Why Should Parents Take Care of Their Infant’s Teeth?
Teeth aren’t only for eating; they aid in developing speech and language. In addition, baby teeth can impact the development of your child’s jaw. Infection, pain, and misalignment are possible outcomes of neglecting children’s dental hygiene.
What Should I Know About Teething?
Teething typically starts anywhere from 6-10 months of age, but some babies are even born with teeth. Symptoms of teething include mild discomfort and irritability, low-grade fever (<99°), and increased drooling or placing hands or other objects in the mouth.
Here are a few things you can do to alleviate the pain of kids teething:
- Give your kids a cold washcloth or teething ring to chew on.
- Rub your baby’s gums softly with a clean finger.
- Avoid teething gels.
- OTC pain medication – like Tylenol or Ibuprofen for infants over 6 months – may be appropriate, but check with your child’s doctor first.
How Should I Take Care of My Baby’s Teeth?
- You should wipe your baby’s gums with a cloth once a day after meals to keep them healthy.
- Start twice-daily brushing as soon as a tooth comes in, and flossing once teeth touch.
- Use toothpaste with fluoride – avoid “training toothpaste.” Just a “smear” will do!
Transitioning to a sippy cup or open cup by the age of one can help with development. Before then, never place your child to bed with a bottle or sippy cup of milk or juice as this can coat the teeth with natural sugars overnight and increase the risk of decay. We encourage breastfeeding for those who want to, but the natural sugars in breastmilk can also increase your child’s risk for decay at night when saliva flow is reduced. We encourage you to brush or wipe the teeth before putting your baby to bed for the night.

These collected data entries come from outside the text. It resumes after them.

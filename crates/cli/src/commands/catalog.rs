//! Product browsing.

use corner_shop_storefront::catalog;
use corner_shop_storefront::error::Result;

use super::Shop;
use crate::terminal::{print_products, say};

/// List products, optionally limited to one category.
pub async fn list(shop: &Shop, category: Option<&str>) -> Result<()> {
    let products = shop.catalog.fetch_products().await?;

    match category {
        Some(category) => {
            let matching = catalog::filter_by_category(&products, category);
            if matching.is_empty() {
                say(&format!("No products in category '{category}'."));
            }
            print_products(matching);
        }
        None => print_products(&products),
    }
    Ok(())
}

/// List the catalog's categories.
pub async fn categories(shop: &Shop) -> Result<()> {
    let products = shop.catalog.fetch_products().await?;
    for category in catalog::categories(&products) {
        say(&category);
    }
    Ok(())
}
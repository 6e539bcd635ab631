//! Checkout service.
//!
//! Checkout is only open to logged-in shoppers; a guest is redirected to
//! the login page through the [`Navigator`]. Placing an order records a
//! receipt in the shopper's history and then empties the cart through the
//! cart store, so the badge and any mounted listing refresh as usual.

mod error;

pub use error::CheckoutError;

use tracing::instrument;

use crate::identity::PrincipalSource;
use crate::models::session::orders_key;
use crate::models::{Cart, OrderReceipt, Principal};
use crate::navigation::{Destination, Navigator};
use crate::services::cart::CartStore;
use crate::storage::{KeyValueStore, codec};
use crate::views::CartViews;

/// What the checkout page shows.
#[derive(Debug, Clone, PartialEq, Eq)]
pub struct CheckoutSummary {
    pub shopper: Principal,
    pub cart: Cart,
    pub item_count: u32,
    /// Two-decimal total.
    pub total: String,
}

/// Checkout operations for the current session.
pub struct CheckoutService<'a> {
    store: &'a dyn KeyValueStore,
    principals: &'a dyn PrincipalSource,
    navigator: &'a dyn Navigator,
    carts: CartStore<'a>,
}

impl<'a> CheckoutService<'a> {
    #[must_use]
    pub const fn new(
        store: &'a dyn KeyValueStore,
        principals: &'a dyn PrincipalSource,
        views: &'a dyn CartViews,
        navigator: &'a dyn Navigator,
    ) -> Self {
        Self {
            store,
            principals,
            navigator,
            carts: CartStore::new(store, principals, views),
        }
    }

    /// Open the checkout page.
    ///
    /// # Errors
    ///
    /// Returns `CheckoutError::Unauthenticated` (after redirecting to
    /// [`Destination::Login`]) when nobody is logged in.
    pub fn begin(&self) -> Result<CheckoutSummary, CheckoutError> {
        let shopper = self.require_shopper()?;
        let cart = self.carts.get_cart();
        Ok(CheckoutSummary {
            shopper,
            item_count: cart.count(),
            total: cart.total().display(),
            cart,
        })
    }

    /// Buy everything in the cart.
    ///
    /// `shipping_address` overrides the profile address when given.
    ///
    /// # Errors
    ///
    /// Returns `CheckoutError::Unauthenticated` (after redirecting),
    /// `CheckoutError::EmptyCart`, `CheckoutError::MissingAddress`, or
    /// `CheckoutError::Storage` if the receipt cannot be recorded; the cart
    /// is only emptied once the receipt is stored.
    #[instrument(skip(self, shipping_address))]
    pub fn place_order(
        &self,
        shipping_address: Option<&str>,
    ) -> Result<OrderReceipt, CheckoutError> {
        let shopper = self.require_shopper()?;

        let cart = self.carts.get_cart();
        if cart.is_empty() {
            return Err(CheckoutError::EmptyCart);
        }

        let address = shipping_address
            .map(str::trim)
            .filter(|a| !a.is_empty())
            .map(str::to_owned)
            .or(shopper.address)
            .ok_or(CheckoutError::MissingAddress)?;

        let receipt = OrderReceipt::new(shopper.email, address, cart);

        let key = orders_key(&receipt.email);
        let mut history: Vec<OrderReceipt> = codec::read_or_default(self.store, &key);
        history.push(receipt.clone());
        codec::write(self.store, &key, &history)?;

        self.carts.clear();

        tracing::info!(
            order_id = %receipt.id,
            items = receipt.item_count,
            total = %receipt.total,
            "Order placed"
        );
        self.navigator
            .navigate_to(Destination::OrderConfirmation(receipt.id));
        Ok(receipt)
    }

    /// Past orders of the logged-in shopper, oldest first. Empty for guests.
    #[must_use]
    pub fn order_history(&self) -> Vec<OrderReceipt> {
        self.principals
            .current_principal()
            .map(|p| codec::read_or_default(self.store, &orders_key(&p.email)))
            .unwrap_or_default()
    }

    fn require_shopper(&self) -> Result<Principal, CheckoutError> {
        self.principals.current_principal().ok_or_else(|| {
            tracing::debug!("Checkout without login, redirecting");
            self.navigator.navigate_to(Destination::Login);
            CheckoutError::Unauthenticated
        })
    }
}

#[cfg(test)]
#[allow(clippy::unwrap_used)]
mod tests {
    use std::cell::RefCell;

    use corner_shop_core::{Email, ProductId};

    use super::*;
    use crate::models::Product;
    use crate::storage::MemoryStore;

    fn ada(address: Option<&str>) -> Principal {
        Principal {
            name: "Ada".to_owned(),
            email: Email::parse("ada@example.com").unwrap(),
            password: "engine42".to_owned(),
            address: address.map(str::to_owned),
        }
    }

    fn product(id: u64, price: &str) -> Product {
        Product {
            id: ProductId::new(id),
            title: format!("Product {id}"),
            price: price.parse().unwrap(),
            description: String::new(),
            category: String::new(),
            image: String::new(),
        }
    }

    #[test]
    fn test_guest_is_sent_to_login() {
        let store = MemoryStore::new();
        let visited = RefCell::new(Vec::new());
        let nav = |d: Destination| visited.borrow_mut().push(d);
        let guest = || None::<Principal>;
        let checkout = CheckoutService::new(&store, &guest, &(), &nav);

        assert!(matches!(checkout.begin(), Err(CheckoutError::Unauthenticated)));
        assert!(matches!(
            checkout.place_order(Some("1 Road")),
            Err(CheckoutError::Unauthenticated)
        ));
        assert_eq!(*visited.borrow(), vec![Destination::Login, Destination::Login]);
        assert!(checkout.order_history().is_empty());
    }

    #[test]
    fn test_empty_cart_cannot_be_ordered() {
        let store = MemoryStore::new();
        let shopper = || Some(ada(Some("1 Road")));
        let checkout = CheckoutService::new(&store, &shopper, &(), &crate::navigation::StayPut);
        assert!(matches!(
            checkout.place_order(None),
            Err(CheckoutError::EmptyCart)
        ));
    }

    #[test]
    fn test_address_falls_back_to_profile() {
        let store = MemoryStore::new();
        let shopper = || Some(ada(None));
        let checkout = CheckoutService::new(&store, &shopper, &(), &crate::navigation::StayPut);
        let carts = CartStore::new(&store, &shopper, &());
        carts.add_to_cart(&product(1, "3.50")).unwrap();

        assert!(matches!(
            checkout.place_order(Some("   ")),
            Err(CheckoutError::MissingAddress)
        ));
        assert_eq!(carts.cart_count(), 1);

        let receipt = checkout.place_order(Some("221B Baker Street")).unwrap();
        assert_eq!(receipt.shipping_address, "221B Baker Street");
    }

    #[test]
    fn test_place_order_records_receipt_and_clears_cart() {
        let store = MemoryStore::new();
        let visited = RefCell::new(Vec::new());
        let nav = |d: Destination| visited.borrow_mut().push(d);
        let shopper = || Some(ada(Some("12 St James's Square")));
        let checkout = CheckoutService::new(&store, &shopper, &(), &nav);
        let carts = CartStore::new(&store, &shopper, &());

        carts.add_to_cart(&product(1, "10.00")).unwrap();
        carts.add_to_cart(&product(2, "2.25")).unwrap();
        carts.update_quantity(ProductId::new(2), 1);

        let summary = checkout.begin().unwrap();
        assert_eq!(summary.item_count, 3);
        assert_eq!(summary.total, "14.50");

        let receipt = checkout.place_order(None).unwrap();
        assert_eq!(receipt.item_count, 3);
        assert_eq!(receipt.total.display(), "14.50");
        assert_eq!(receipt.shipping_address, "12 St James's Square");
        assert_eq!(receipt.items.len(), 2);

        assert!(carts.get_cart().is_empty());
        assert_eq!(checkout.order_history(), vec![receipt.clone()]);
        assert_eq!(
            *visited.borrow(),
            vec![Destination::OrderConfirmation(receipt.id)]
        );
    }
}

Consider the following points:
- Juice is high in sugar and should be given to your child only on rare occasions. White milk should be offered during mealtimes. Offer plenty of plain tap water throughout the day.
- Any habits – pacifiers or thumb-sucking – should ideally be stopped by age 3.
- By the age of 1 (or within 6 months of the first tooth coming in if sooner), take your child to the dentist for their first visit!